> _DATASET EXTRACT_
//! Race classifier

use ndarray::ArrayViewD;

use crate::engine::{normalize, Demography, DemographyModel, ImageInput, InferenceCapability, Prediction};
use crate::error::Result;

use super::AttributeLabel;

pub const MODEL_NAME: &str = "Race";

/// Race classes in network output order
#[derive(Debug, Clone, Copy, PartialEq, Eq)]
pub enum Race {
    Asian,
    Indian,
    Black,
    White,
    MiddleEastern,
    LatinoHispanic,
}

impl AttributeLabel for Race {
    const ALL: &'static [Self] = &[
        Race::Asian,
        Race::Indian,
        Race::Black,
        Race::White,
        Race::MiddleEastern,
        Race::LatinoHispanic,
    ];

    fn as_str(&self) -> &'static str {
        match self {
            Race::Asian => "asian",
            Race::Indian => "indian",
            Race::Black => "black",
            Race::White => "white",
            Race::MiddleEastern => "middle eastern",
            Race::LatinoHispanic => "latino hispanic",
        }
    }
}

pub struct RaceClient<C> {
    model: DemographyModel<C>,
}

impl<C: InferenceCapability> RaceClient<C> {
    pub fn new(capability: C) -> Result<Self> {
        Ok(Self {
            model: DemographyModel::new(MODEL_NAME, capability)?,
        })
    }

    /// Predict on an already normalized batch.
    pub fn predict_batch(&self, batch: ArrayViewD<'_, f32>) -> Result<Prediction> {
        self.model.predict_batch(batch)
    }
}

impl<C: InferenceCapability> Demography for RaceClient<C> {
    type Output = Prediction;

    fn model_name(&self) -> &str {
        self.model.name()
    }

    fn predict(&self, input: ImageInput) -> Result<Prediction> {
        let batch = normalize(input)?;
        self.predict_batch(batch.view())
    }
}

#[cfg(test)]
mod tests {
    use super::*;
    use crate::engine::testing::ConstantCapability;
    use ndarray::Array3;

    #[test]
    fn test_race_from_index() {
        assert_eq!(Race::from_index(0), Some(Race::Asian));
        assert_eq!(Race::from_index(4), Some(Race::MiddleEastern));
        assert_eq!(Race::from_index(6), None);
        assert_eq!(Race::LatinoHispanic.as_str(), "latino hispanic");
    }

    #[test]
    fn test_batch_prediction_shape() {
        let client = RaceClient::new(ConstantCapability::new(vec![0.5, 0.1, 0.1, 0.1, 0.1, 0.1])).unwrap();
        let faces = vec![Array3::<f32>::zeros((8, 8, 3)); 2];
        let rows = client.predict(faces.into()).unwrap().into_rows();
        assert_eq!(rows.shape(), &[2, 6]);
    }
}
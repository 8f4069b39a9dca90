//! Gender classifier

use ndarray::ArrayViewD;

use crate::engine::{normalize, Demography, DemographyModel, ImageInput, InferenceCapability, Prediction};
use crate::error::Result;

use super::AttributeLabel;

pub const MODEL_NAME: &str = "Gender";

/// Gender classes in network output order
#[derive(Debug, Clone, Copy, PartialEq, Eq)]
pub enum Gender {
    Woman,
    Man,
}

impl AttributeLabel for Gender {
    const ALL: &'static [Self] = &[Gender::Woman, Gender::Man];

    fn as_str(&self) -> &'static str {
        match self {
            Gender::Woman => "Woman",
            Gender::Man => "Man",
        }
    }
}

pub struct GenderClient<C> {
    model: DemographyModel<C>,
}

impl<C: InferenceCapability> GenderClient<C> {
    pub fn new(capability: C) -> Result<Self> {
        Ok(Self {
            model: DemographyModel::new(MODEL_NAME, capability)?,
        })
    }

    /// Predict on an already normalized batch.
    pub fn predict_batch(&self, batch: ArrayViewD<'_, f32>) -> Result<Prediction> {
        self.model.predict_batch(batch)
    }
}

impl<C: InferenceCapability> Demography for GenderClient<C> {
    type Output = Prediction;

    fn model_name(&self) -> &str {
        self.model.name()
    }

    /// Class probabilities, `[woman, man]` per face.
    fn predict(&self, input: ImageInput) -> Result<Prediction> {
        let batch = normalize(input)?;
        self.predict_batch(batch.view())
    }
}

--

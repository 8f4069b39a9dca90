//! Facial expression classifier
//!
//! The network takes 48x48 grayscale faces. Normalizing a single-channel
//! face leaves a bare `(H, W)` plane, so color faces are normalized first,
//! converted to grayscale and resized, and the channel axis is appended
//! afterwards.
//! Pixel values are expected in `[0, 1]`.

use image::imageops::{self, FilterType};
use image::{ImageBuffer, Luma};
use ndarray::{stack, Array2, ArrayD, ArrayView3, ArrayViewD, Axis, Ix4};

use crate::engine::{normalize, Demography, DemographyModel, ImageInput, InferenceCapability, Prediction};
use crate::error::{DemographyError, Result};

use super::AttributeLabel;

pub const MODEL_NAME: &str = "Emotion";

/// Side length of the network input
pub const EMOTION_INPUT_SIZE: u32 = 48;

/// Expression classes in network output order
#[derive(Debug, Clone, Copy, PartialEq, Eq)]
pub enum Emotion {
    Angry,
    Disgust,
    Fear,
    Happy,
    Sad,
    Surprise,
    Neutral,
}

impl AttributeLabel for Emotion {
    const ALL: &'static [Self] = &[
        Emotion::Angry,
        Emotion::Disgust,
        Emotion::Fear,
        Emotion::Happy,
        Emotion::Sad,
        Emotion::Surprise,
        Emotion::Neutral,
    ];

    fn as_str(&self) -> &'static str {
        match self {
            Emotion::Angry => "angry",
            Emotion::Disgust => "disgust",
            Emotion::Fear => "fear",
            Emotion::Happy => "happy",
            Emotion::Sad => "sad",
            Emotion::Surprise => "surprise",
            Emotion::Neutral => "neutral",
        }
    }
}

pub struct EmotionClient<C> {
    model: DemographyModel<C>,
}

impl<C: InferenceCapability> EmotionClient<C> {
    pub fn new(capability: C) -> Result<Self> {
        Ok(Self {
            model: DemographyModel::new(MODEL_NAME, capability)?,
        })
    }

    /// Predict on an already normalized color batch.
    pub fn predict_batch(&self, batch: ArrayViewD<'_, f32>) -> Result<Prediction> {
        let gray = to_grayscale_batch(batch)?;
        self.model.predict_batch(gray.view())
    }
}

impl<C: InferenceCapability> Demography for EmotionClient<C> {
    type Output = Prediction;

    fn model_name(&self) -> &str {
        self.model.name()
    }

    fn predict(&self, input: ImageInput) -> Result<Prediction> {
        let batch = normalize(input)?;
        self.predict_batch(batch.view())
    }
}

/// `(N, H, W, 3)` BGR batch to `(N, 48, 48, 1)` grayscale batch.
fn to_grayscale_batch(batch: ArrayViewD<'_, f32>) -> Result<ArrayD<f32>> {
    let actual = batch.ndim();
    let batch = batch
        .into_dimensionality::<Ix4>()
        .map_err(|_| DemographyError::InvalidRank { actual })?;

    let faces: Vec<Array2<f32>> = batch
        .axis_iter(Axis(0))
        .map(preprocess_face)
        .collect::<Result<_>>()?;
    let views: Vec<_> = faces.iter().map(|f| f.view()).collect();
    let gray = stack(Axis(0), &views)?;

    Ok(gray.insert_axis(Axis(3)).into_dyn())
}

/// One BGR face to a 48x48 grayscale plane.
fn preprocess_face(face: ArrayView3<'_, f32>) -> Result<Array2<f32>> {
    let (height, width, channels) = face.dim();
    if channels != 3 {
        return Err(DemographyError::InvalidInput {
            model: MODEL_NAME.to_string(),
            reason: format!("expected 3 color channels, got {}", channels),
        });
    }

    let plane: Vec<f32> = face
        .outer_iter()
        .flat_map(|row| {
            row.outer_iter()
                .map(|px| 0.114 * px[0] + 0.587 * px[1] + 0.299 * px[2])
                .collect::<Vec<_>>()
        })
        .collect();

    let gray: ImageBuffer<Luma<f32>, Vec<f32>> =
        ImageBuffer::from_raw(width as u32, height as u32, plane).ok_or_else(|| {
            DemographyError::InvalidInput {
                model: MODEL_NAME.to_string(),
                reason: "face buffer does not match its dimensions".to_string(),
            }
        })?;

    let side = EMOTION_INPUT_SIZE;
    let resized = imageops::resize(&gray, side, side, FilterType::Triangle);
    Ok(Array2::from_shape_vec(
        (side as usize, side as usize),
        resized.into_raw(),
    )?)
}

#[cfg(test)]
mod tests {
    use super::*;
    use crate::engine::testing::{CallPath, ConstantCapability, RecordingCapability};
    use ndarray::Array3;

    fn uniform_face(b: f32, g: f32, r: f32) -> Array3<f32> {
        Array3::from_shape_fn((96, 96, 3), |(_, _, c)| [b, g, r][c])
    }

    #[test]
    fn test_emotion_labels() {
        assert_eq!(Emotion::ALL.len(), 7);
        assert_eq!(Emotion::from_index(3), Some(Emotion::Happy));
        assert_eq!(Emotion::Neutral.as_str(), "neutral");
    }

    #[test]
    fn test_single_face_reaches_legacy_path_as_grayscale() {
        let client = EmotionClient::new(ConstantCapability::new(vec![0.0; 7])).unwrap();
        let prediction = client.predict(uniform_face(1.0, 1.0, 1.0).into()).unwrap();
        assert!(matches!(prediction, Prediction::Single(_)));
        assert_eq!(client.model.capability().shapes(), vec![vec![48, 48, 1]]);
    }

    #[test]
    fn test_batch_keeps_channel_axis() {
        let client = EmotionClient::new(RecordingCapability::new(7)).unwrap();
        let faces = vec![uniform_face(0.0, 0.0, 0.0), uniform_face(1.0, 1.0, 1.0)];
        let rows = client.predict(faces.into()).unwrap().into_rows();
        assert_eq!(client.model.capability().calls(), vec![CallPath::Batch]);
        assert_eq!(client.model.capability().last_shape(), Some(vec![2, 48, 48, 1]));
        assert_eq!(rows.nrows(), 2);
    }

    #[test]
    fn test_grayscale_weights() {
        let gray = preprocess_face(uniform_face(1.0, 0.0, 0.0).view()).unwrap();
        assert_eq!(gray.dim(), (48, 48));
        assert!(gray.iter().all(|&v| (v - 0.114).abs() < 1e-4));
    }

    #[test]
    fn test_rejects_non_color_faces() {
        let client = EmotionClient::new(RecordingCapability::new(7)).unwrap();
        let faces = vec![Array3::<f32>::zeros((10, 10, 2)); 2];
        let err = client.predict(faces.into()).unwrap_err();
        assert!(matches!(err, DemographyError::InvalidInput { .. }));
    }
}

--

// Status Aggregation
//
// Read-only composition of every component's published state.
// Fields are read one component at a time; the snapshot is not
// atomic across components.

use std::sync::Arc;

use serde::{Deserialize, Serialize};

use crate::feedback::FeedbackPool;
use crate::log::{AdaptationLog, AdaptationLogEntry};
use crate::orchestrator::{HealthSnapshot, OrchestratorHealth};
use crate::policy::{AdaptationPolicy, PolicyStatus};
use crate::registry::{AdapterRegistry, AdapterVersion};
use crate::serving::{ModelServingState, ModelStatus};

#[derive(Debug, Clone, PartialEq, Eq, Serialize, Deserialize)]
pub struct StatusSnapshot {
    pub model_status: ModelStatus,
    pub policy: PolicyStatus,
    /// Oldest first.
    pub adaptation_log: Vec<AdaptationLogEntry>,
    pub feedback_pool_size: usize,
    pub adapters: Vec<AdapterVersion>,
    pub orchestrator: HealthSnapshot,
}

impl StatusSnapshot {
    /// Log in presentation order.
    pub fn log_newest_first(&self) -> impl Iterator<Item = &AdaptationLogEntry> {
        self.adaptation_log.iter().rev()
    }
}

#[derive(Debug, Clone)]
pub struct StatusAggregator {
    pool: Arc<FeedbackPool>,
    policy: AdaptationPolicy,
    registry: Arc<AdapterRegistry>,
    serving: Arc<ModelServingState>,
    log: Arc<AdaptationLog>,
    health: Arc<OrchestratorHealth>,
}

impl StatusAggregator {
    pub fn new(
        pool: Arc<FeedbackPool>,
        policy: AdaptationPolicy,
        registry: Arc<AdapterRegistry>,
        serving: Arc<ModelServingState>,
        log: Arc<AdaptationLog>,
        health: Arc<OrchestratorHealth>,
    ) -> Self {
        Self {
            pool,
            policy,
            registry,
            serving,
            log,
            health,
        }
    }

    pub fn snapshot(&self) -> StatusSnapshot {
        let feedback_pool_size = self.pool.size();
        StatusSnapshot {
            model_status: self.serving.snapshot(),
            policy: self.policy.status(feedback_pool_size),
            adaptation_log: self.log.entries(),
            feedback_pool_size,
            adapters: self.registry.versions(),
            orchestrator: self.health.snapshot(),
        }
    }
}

> _REQUIRED ACTION_
What is needed is one number: how many lines of the records above contain the word "Luma".

> _RESPONSE BELOW_
2